Create a few European universities, financed with EU money. Maastricht University could be one of them. That would put an end to the grumbling about German students getting their diplomas at the expense of the Dutch taxpayer.
This is the view of Tom Van Veen, professor of The Economics of International Education and dean of internationalisation of education at Maastricht University since 1 January 2011. “A new position, my job responsibilities were part of the rector’s overfull portfolio. I want to combine faculty initiatives in the field of internationalisation, create synergy.” The India institute comes under the dean, as does the Maastricht Summer School, which will start in 2012.
Van Veen responds to a comment made by a former key official from the ministry of education, Ferdinand Mertens. The latter called it “absurd” and “socially irresponsible” that universities and schools of higher education recruit students in Germany (three years from now, there will be forty thousand German students in the Netherlands), to come and study here and have the Dutch pay for it. As an example, he quotes the Fontys international campus in Venlo, which offers nine courses in German and actively recruits among German youths. This has nothing to do with internationalisation, says the former inspector-general of education in the Transfer journal. He also refers to Maastricht University, the largest ‘German university’ outside Germany, which is actively recruiting in the United Kingdom after the recent drastic rise of lecture fees there. The institutes sell their policies under the pretext of Europeanising, and those who make any comments on this, are set aside, according to Mertens, as narrow-minded.
“We can no longer allow this development to continue,” Mertens warns. He believes that the only ones to benefit from bringing in EU students, are the institutes themselves. Government pays, thus decreasing the average budget per student.
“I agree that we should not offer courses in German,” says Van Veen. “But Europe wants to promote mobility and has chosen for the free movement of people. Students can go and study wherever they choose, paying the same lecture fees as local students. If you find a good international university, why would you not go there?” Nevertheless, he does not brush off Mertens’ objections altogether. “It is not an absurd point of view. I was speaking with an American guest professor last year, who was amazed that Dutch tax payers were saddled with the study costs of foreign students. We should look for a different concept. We could set up a European settlement fund that would pay out - at a European level - to countries who take more students than they send off.” Another option would be market-based lecture fees for all master’s students.
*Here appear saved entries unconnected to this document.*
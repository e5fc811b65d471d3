//! The normalized notification record handed to sinks.

use std::collections::HashMap;

use chrono::Local;

use super::constants::{payload, UNKNOWN_FIELD};

/// One crash notification, built from an accepted frame.
///
/// Immutable once built; owned by the dispatch cycle that created it and
/// dropped when that cycle's acknowledgement goes out. Optional fields stay
/// `None` when the supervisor did not send them and render as the
/// [`UNKNOWN_FIELD`] sentinel.
#[derive(Debug, Clone, PartialEq)]
pub struct NotificationEvent {
    pub process_name: Option<String>,
    pub group_name: Option<String>,
    pub pid: Option<String>,
    pub from_state: Option<String>,
    /// Wall-clock build time in supervisord's asctime format
    /// (`YYYY-MM-DD HH:MM:SS,mmm`).
    pub happened_at: String,
    /// Raw payload body, e.g. the captured stderr tail.
    pub detail_text: String,
}

impl NotificationEvent {
    /// Build the record from a frame's nested payload headers and body.
    ///
    /// The timestamp is stamped here, at build time, not at frame receipt.
    pub fn build(payload_headers: &HashMap<String, String>, body: &str) -> Self {
        Self {
            process_name: payload_headers.get(payload::PROCESS_NAME).cloned(),
            group_name: payload_headers.get(payload::GROUP_NAME).cloned(),
            pid: payload_headers.get(payload::PID).cloned(),
            from_state: payload_headers.get(payload::FROM_STATE).cloned(),
            happened_at: asctime_now(),
            detail_text: body.to_string(),
        }
    }

    /// HTML crash message used by chat-style sinks, `<br />` line breaks
    /// included.
    pub fn render_html(&self) -> String {
        format!(
            "Process {} in group {} exited unexpectedly (pid {}) from state {} at {}<br /><br />Error log:<br />{}",
            or_unknown(&self.process_name),
            or_unknown(&self.group_name),
            or_unknown(&self.pid),
            or_unknown(&self.from_state),
            self.happened_at,
            self.detail_text,
        )
    }
}

/// Render an optional frame field, falling back to the sentinel.
pub fn or_unknown(value: &Option<String>) -> &str {
    value.as_deref().unwrap_or(UNKNOWN_FIELD)
}

/// Current local time in supervisord's asctime format (comma-separated
/// milliseconds, matching the supervisor's own log lines).
fn asctime_now() -> String {
    let now = Local::now();
    format!(
        "{},{:03}",
        now.format("%Y-%m-%d %H:%M:%S"),
        now.timestamp_subsec_millis()
    )
}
But it would be even better if “there were a few European universities. Financed with EU money. That would be a great opportunity for the UM.”
Van Veen would not have a problem with the UM no longer being allowed to actively recruit abroad. “I do not expect the influx of students to decrease. We get so much positive publicity through the press, social media, rankings, accreditations, and word-of-mouth advertising.” Adding: “Our foreign students do not just cost us money, they also give us something. It is good to come in contact with other nationalities in the tutorial groups. It creates understanding, broadens your view, all of which is important for Europe.”